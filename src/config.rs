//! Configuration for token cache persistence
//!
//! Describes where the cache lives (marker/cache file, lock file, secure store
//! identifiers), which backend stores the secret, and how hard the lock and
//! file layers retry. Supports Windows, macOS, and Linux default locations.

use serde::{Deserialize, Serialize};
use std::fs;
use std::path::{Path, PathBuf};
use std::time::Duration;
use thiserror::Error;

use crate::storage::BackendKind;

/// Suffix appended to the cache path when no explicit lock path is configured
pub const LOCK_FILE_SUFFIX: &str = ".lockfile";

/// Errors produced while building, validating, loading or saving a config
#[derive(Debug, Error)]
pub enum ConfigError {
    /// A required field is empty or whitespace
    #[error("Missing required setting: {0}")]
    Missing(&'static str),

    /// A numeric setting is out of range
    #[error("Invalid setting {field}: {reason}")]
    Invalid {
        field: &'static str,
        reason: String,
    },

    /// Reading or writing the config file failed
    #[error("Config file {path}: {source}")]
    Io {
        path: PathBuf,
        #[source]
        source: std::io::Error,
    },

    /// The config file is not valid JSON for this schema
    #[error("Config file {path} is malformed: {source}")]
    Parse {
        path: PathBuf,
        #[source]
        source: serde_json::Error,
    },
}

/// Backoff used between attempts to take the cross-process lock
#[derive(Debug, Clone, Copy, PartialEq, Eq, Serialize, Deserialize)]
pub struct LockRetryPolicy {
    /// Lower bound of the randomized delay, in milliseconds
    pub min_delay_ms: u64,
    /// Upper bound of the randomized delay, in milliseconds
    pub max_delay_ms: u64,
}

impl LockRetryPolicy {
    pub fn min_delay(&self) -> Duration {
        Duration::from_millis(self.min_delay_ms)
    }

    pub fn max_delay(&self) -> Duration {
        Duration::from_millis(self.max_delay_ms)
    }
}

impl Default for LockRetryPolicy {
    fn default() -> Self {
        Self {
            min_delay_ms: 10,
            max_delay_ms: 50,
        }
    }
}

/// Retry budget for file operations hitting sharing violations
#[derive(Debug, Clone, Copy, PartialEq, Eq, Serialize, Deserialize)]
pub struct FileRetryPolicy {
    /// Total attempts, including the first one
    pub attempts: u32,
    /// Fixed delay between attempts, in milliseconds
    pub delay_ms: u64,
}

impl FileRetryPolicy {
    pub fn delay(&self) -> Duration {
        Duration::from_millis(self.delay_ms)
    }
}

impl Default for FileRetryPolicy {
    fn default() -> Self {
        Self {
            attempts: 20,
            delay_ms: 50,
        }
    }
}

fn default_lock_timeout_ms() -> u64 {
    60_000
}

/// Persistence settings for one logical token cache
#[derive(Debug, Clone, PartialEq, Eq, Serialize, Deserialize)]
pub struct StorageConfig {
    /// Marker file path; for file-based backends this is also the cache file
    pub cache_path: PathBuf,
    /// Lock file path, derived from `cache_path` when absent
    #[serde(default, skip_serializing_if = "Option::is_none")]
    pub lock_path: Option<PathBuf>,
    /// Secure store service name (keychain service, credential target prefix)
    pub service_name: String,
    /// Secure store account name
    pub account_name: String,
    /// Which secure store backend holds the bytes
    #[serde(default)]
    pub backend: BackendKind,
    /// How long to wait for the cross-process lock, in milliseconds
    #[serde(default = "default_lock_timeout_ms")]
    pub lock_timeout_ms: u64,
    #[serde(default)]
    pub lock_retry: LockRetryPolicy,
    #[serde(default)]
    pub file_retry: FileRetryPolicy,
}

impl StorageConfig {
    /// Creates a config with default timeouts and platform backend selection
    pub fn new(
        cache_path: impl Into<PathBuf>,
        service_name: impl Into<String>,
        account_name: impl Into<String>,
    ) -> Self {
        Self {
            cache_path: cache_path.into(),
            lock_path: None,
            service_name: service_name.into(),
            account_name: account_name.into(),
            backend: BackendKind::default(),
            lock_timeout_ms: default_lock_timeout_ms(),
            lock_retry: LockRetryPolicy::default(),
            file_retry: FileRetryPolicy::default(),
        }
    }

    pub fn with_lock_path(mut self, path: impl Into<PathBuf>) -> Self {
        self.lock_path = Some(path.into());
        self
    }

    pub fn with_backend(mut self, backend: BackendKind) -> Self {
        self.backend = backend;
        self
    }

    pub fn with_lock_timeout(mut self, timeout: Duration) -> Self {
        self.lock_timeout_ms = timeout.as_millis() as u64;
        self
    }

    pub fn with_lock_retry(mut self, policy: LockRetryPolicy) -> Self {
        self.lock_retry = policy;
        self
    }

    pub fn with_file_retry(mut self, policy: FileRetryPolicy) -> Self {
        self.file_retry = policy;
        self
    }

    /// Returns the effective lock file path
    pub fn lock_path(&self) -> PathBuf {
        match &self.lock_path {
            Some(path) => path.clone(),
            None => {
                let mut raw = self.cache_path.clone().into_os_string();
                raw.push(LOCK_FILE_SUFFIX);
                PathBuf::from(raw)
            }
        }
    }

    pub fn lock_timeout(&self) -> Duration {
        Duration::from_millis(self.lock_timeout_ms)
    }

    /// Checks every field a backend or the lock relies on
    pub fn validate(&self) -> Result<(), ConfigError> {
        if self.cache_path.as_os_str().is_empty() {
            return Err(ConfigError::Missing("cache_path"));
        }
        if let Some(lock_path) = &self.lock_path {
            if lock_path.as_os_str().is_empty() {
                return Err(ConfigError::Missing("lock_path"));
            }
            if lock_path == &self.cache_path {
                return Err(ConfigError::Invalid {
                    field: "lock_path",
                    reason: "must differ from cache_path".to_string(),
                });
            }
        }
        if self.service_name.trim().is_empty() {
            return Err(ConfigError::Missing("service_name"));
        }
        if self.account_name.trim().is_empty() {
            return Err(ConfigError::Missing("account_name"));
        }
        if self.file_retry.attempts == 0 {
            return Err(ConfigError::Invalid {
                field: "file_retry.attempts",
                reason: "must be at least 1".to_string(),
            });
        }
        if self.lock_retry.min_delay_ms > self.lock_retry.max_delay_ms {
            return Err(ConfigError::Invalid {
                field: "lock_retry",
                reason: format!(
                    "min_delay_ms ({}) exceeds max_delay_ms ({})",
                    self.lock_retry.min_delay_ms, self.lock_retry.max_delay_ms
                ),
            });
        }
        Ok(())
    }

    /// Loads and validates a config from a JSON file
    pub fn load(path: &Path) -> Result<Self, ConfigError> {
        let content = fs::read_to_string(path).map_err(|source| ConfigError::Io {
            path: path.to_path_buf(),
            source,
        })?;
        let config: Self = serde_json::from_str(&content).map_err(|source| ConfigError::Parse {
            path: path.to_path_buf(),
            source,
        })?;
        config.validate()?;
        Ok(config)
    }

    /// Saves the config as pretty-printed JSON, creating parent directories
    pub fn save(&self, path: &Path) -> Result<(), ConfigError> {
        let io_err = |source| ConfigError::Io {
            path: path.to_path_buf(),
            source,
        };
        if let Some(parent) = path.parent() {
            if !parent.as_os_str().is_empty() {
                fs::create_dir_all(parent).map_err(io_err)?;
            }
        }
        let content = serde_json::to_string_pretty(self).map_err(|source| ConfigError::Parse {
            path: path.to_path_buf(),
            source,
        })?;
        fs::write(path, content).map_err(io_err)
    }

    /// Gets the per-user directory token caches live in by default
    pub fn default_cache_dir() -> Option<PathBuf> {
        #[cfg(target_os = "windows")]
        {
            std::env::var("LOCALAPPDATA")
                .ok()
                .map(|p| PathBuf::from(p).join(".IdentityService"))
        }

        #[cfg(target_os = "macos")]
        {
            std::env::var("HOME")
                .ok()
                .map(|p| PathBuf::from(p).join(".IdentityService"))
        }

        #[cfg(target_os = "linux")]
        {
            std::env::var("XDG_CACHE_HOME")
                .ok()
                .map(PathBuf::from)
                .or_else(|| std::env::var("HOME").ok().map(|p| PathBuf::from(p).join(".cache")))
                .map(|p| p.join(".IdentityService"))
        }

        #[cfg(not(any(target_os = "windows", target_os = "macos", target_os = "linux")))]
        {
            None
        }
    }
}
━━━━━━━━━━━━━━━━━━━━
Using the listing above, show each line with the word "join" in it.

**Written response:**
                .map(|p| PathBuf::from(p).join(".IdentityService"))
                .map(|p| PathBuf::from(p).join(".IdentityService"))
                .or_else(|| std::env::var("HOME").ok().map(|p| PathBuf::from(p).join(".cache")))
                .map(|p| p.join(".IdentityService"))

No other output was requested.